- **Try it**
Set down a word-for-word copy of the data below, limited to the lines from the first through the line with "let file_layer = tracing_subscriber::fmt::layer()".

- **Records provided**
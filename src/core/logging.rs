//! Logging setup
//!
//! Two layers on one registry: a JSON file layer on a daily rolling appender
//! for ingestion, and a pretty stdout layer for humans. `RUST_LOG` overrides
//! the configured level for both.

use std::fs;
use std::io;

use tracing_appender::non_blocking::WorkerGuard;
use tracing_subscriber::{layer::SubscriberExt, util::SubscriberInitExt, EnvFilter, Layer};

use crate::config::LoggingConfig;

const LOG_FILE_NAME: &str = "raveling.log";

/// Initialize global logging.
///
/// The returned guard flushes the file writer on drop and must be held for
/// the lifetime of the process.
pub fn init(config: &LoggingConfig) -> WorkerGuard {
    let log_dir = config.log_dir.clone();

    if !log_dir.exists() {
        if let Err(e) = fs::create_dir_all(&log_dir) {
            eprintln!("Failed to create logs directory: {}", e);
        }
    }

    let file_appender = tracing_appender::rolling::daily(&log_dir, LOG_FILE_NAME);
    let (non_blocking, guard) = tracing_appender::non_blocking(file_appender);

    let env_filter = EnvFilter::try_from_default_env()
        .unwrap_or_else(|_| EnvFilter::new(default_directive(&config.level)));

    let file_layer = tracing_subscriber::fmt::layer()
        .with_writer(non_blocking)
        .json()
        .with_file(true)
        .with_line_number(true)
        .with_thread_ids(true)
        .with_target(true)
        .with_filter(env_filter.clone());

    let stdout_layer = tracing_subscriber::fmt::layer()
        .with_writer(io::stdout)
        .pretty()
        .with_filter(env_filter);

    if let Err(e) = tracing_subscriber::registry()
        .with(file_layer)
        .with(stdout_layer)
        .try_init()
    {
        eprintln!("Failed to install tracing subscriber: {}", e);
    }

    // Redirect `log` records from dependencies into tracing. The subscriber
    // may already have installed the bridge.
    if let Err(e) = tracing_log::LogTracer::init() {
        tracing::debug!("LogTracer already set: {}", e);
    }

    tracing::info!(
        "Logging initialized. Writing to: {:?} (daily rolling)",
        log_dir.join(LOG_FILE_NAME)
    );

    guard
}

/// Quiet the noisier dependencies unless the user asked for them.
fn default_directive(level: &str) -> String {
    format!("{level},hyper=warn,sqlx=warn,h2=warn,rustls=warn")
}
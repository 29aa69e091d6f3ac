//! Test Fixtures
//!
//! Provides shared helpers for creating test databases, users, an
//! application backed by an in-memory design store, and requests.

use std::sync::Arc;

use axum::body::Body;
use axum::http::{header, Method, Request, StatusCode};
use serde_json::Value;
use tempfile::TempDir;
use tower::ServiceExt;

use crate::api::{self, AppState};
use crate::config::AppConfig;
use crate::core::security::hash_password;
use crate::core::store::MemoryStore;
use crate::database::{Database, NewUser, UserOps, UserRecord, UserRole};

pub const TEST_PASSWORD: &str = "hunter2-but-longer";

pub const TEST_BASE_PATH: &str = "src/configs";

// =============================================================================
// Database Fixtures
// =============================================================================

/// Create a test database in a temporary directory.
/// Returns both the database and the TempDir (which must be kept alive).
pub async fn create_test_db() -> (Database, TempDir) {
    let temp_dir = TempDir::new().expect("Failed to create temp directory");
    let db = Database::new(temp_dir.path())
        .await
        .expect("Failed to create test database");
    (db, temp_dir)
}

/// Insert an active user with [`TEST_PASSWORD`].
pub async fn create_test_user(db: &Database, username: &str, role: UserRole) -> UserRecord {
    db.create_user(&NewUser {
        username: username.to_string(),
        email: format!("{username}@example.com"),
        hashed_password: hash_password(TEST_PASSWORD).expect("Failed to hash password"),
        role,
        is_active: true,
    })
    .await
    .expect("Failed to create user")
}

// =============================================================================
// Application Fixtures
// =============================================================================

/// Application state over a temp database and a memory store.
pub struct TestApp {
    pub state: AppState,
    pub store: Arc<MemoryStore>,
    _temp: TempDir,
}

impl TestApp {
    pub async fn new() -> Self {
        let (db, temp) = create_test_db().await;
        let store = Arc::new(MemoryStore::new(TEST_BASE_PATH));
        let state = AppState::new(db, store.clone(), AppConfig::default());
        Self {
            state,
            store,
            _temp: temp,
        }
    }

    pub fn db(&self) -> &Database {
        &self.state.db
    }

    /// Create a user and return it with a bearer token.
    pub async fn user(&self, username: &str, role: UserRole) -> (UserRecord, String) {
        let user = create_test_user(self.db(), username, role).await;
        let token = self
            .state
            .tokens
            .create_access_token(&user.username, &user.role)
            .expect("Failed to issue token");
        (user, token)
    }

    /// Send one request through the full application.
    pub async fn send(&self, request: Request<Body>) -> (StatusCode, Value) {
        let response = api::app(self.state.clone())
            .oneshot(request)
            .await
            .expect("Router is infallible");
        let status = response.status();
        let bytes = axum::body::to_bytes(response.into_body(), usize::MAX)
            .await
            .expect("Failed to read body");
        let body = if bytes.is_empty() {
            Value::Null
        } else {
            serde_json::from_slice(&bytes).unwrap_or_else(|_| {
                Value::String(String::from_utf8_lossy(&bytes).into_owned())
            })
        };
        (status, body)
    }

    pub async fn get(&self, uri: &str, token: Option<&str>) -> (StatusCode, Value) {
        self.send(json_request(Method::GET, uri, token, None)).await
    }

    pub async fn post(&self, uri: &str, token: Option<&str>, body: Value) -> (StatusCode, Value) {
        self.send(json_request(Method::POST, uri, token, Some(body))).await
    }

    pub async fn put(&self, uri: &str, token: Option<&str>, body: Value) -> (StatusCode, Value) {
        self.send(json_request(Method::PUT, uri, token, Some(body))).await
    }

    pub async fn delete(&self, uri: &str, token: Option<&str>) -> (StatusCode, Value) {
        self.send(json_request(Method::DELETE, uri, token, None)).await
    }
}

// =============================================================================
// Request Builders
// =============================================================================

pub fn json_request(method: Method, uri: &str, token: Option<&str>, body: Option<Value>) -> Request<Body> {
    let mut builder = Request::builder().method(method).uri(uri);
    if let Some(token) = token {
        builder = builder.header(header::AUTHORIZATION, format!("Bearer {token}"));
    }
    match body {
        Some(body) => builder
            .header(header::CONTENT_TYPE, "application/json")
            .body(Body::from(body.to_string()))
            .expect("Invalid request"),
        None => builder.body(Body::empty()).expect("Invalid request"),
    }
}

pub fn form_request(uri: &str, form: &str) -> Request<Body> {
    Request::builder()
        .method(Method::POST)
        .uri(uri)
        .header(header::CONTENT_TYPE, "application/x-www-form-urlencoded")
        .body(Body::from(form.to_string()))
        .expect("Invalid request")
}

/// Single-file multipart body under the field name `file`.
pub fn multipart_request(uri: &str, token: &str, file_name: &str, bytes: &[u8]) -> Request<Body> {
    let boundary = "raveling-test-boundary";
    let mut body = Vec::new();
    body.extend_from_slice(
        format!(
            "--{boundary}\r\nContent-Disposition: form-data; name=\"file\"; filename=\"{file_name}\"\r\nContent-Type: application/octet-stream\r\n\r\n"
        )
        .as_bytes(),
    );
    body.extend_from_slice(bytes);
    body.extend_from_slice(format!("\r\n--{boundary}--\r\n").as_bytes());

    Request::builder()
        .method(Method::POST)
        .uri(uri)
        .header(header::AUTHORIZATION, format!("Bearer {token}"))
        .header(
            header::CONTENT_TYPE,
            format!("multipart/form-data; boundary={boundary}"),
        )
        .body(Body::from(body))
        .expect("Invalid request")
}
//! Design config metadata operations
//!
//! Lookups used by the content APIs are scoped to an owner. Approval looks
//! configs up by id and type only.

use super::models::{ConfigType, DesignConfigRecord, NewDesignConfig};
use super::{now, Database};

/// Extension trait for design config metadata
pub trait DesignConfigOps {
    fn create_design_config(&self, config: &NewDesignConfig) -> impl std::future::Future<Output = Result<DesignConfigRecord, sqlx::Error>> + Send;
    fn get_owned_config(&self, id: i64, config_type: ConfigType, owner_id: i64) -> impl std::future::Future<Output = Result<Option<DesignConfigRecord>, sqlx::Error>> + Send;
    fn get_config_by_type(&self, id: i64, config_type: ConfigType) -> impl std::future::Future<Output = Result<Option<DesignConfigRecord>, sqlx::Error>> + Send;
    fn find_owned_config_by_name(&self, name: &str, config_type: ConfigType, owner_id: i64) -> impl std::future::Future<Output = Result<Option<DesignConfigRecord>, sqlx::Error>> + Send;
    fn list_owned_configs(&self, config_type: ConfigType, owner_id: i64, skip: i64, limit: i64) -> impl std::future::Future<Output = Result<Vec<DesignConfigRecord>, sqlx::Error>> + Send;
    fn update_design_config(&self, config: &DesignConfigRecord) -> impl std::future::Future<Output = Result<DesignConfigRecord, sqlx::Error>> + Send;
    fn delete_design_config(&self, id: i64) -> impl std::future::Future<Output = Result<(), sqlx::Error>> + Send;
}

impl DesignConfigOps for Database {
    async fn create_design_config(&self, config: &NewDesignConfig) -> Result<DesignConfigRecord, sqlx::Error> {
        sqlx::query_as::<_, DesignConfigRecord>(
            r#"
            INSERT INTO configs (name, config_type, owner_id, github_path, github_sha,
                description, tags, is_approved, created_at, updated_at)
            VALUES (?, ?, ?, ?, ?, ?, ?, 0, ?, ?)
            RETURNING *
            "#,
        )
        .bind(&config.name)
        .bind(config.config_type.as_str())
        .bind(config.owner_id)
        .bind(&config.github_path)
        .bind(&config.github_sha)
        .bind(&config.description)
        .bind(&config.tags)
        .bind(now())
        .bind(now())
        .fetch_one(self.pool())
        .await
    }

    async fn get_owned_config(&self, id: i64, config_type: ConfigType, owner_id: i64) -> Result<Option<DesignConfigRecord>, sqlx::Error> {
        sqlx::query_as::<_, DesignConfigRecord>(
            "SELECT * FROM configs WHERE id = ? AND config_type = ? AND owner_id = ?",
        )
        .bind(id)
        .bind(config_type.as_str())
        .bind(owner_id)
        .fetch_optional(self.pool())
        .await
    }

    async fn get_config_by_type(&self, id: i64, config_type: ConfigType) -> Result<Option<DesignConfigRecord>, sqlx::Error> {
        sqlx::query_as::<_, DesignConfigRecord>(
            "SELECT * FROM configs WHERE id = ? AND config_type = ?",
        )
        .bind(id)
        .bind(config_type.as_str())
        .fetch_optional(self.pool())
        .await
    }

    async fn find_owned_config_by_name(&self, name: &str, config_type: ConfigType, owner_id: i64) -> Result<Option<DesignConfigRecord>, sqlx::Error> {
        sqlx::query_as::<_, DesignConfigRecord>(
            "SELECT * FROM configs WHERE name = ? AND config_type = ? AND owner_id = ?",
        )
        .bind(name)
        .bind(config_type.as_str())
        .bind(owner_id)
        .fetch_optional(self.pool())
        .await
    }

    async fn list_owned_configs(&self, config_type: ConfigType, owner_id: i64, skip: i64, limit: i64) -> Result<Vec<DesignConfigRecord>, sqlx::Error> {
        sqlx::query_as::<_, DesignConfigRecord>(
            r#"
            SELECT * FROM configs
            WHERE config_type = ? AND owner_id = ?
            ORDER BY id
            LIMIT ? OFFSET ?
            "#,
        )
        .bind(config_type.as_str())
        .bind(owner_id)
        .bind(limit)
        .bind(skip)
        .fetch_all(self.pool())
        .await
    }

    /// Writes the editable metadata: name, storage location, description, tags.
    async fn update_design_config(&self, config: &DesignConfigRecord) -> Result<DesignConfigRecord, sqlx::Error> {
        sqlx::query_as::<_, DesignConfigRecord>(
            r#"
            UPDATE configs
            SET name = ?, github_path = ?, github_sha = ?, description = ?, tags = ?,
                updated_at = ?
            WHERE id = ?
            RETURNING *
            "#,
        )
        .bind(&config.name)
        .bind(&config.github_path)
        .bind(&config.github_sha)
        .bind(&config.description)
        .bind(&config.tags)
        .bind(now())
        .bind(config.id)
        .fetch_one(self.pool())
        .await
    }

    async fn delete_design_config(&self, id: i64) -> Result<(), sqlx::Error> {
        sqlx::query("DELETE FROM configs WHERE id = ?")
            .bind(id)
            .execute(self.pool())
            .await?;
        Ok(())
    }
}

- **Exercise response**
filename src/core/logging.rs
//! Logging setup
//!
//! Two layers on one registry: a JSON file layer on a daily rolling appender
//! for ingestion, and a pretty stdout layer for humans. `RUST_LOG` overrides
//! the configured level for both.

use std::fs;
use std::io;

use tracing_appender::non_blocking::WorkerGuard;
use tracing_subscriber::{layer::SubscriberExt, util::SubscriberInitExt, EnvFilter, Layer};

use crate::config::LoggingConfig;

const LOG_FILE_NAME: &str = "raveling.log";

/// Initialize global logging.
///
/// The returned guard flushes the file writer on drop and must be held for
/// the lifetime of the process.
pub fn init(config: &LoggingConfig) -> WorkerGuard {
    let log_dir = config.log_dir.clone();

    if !log_dir.exists() {
        if let Err(e) = fs::create_dir_all(&log_dir) {
            eprintln!("Failed to create logs directory: {}", e);
        }
    }

    let file_appender = tracing_appender::rolling::daily(&log_dir, LOG_FILE_NAME);
    let (non_blocking, guard) = tracing_appender::non_blocking(file_appender);

    let env_filter = EnvFilter::try_from_default_env()
        .unwrap_or_else(|_| EnvFilter::new(default_directive(&config.level)));

    let file_layer = tracing_subscriber::fmt::layer()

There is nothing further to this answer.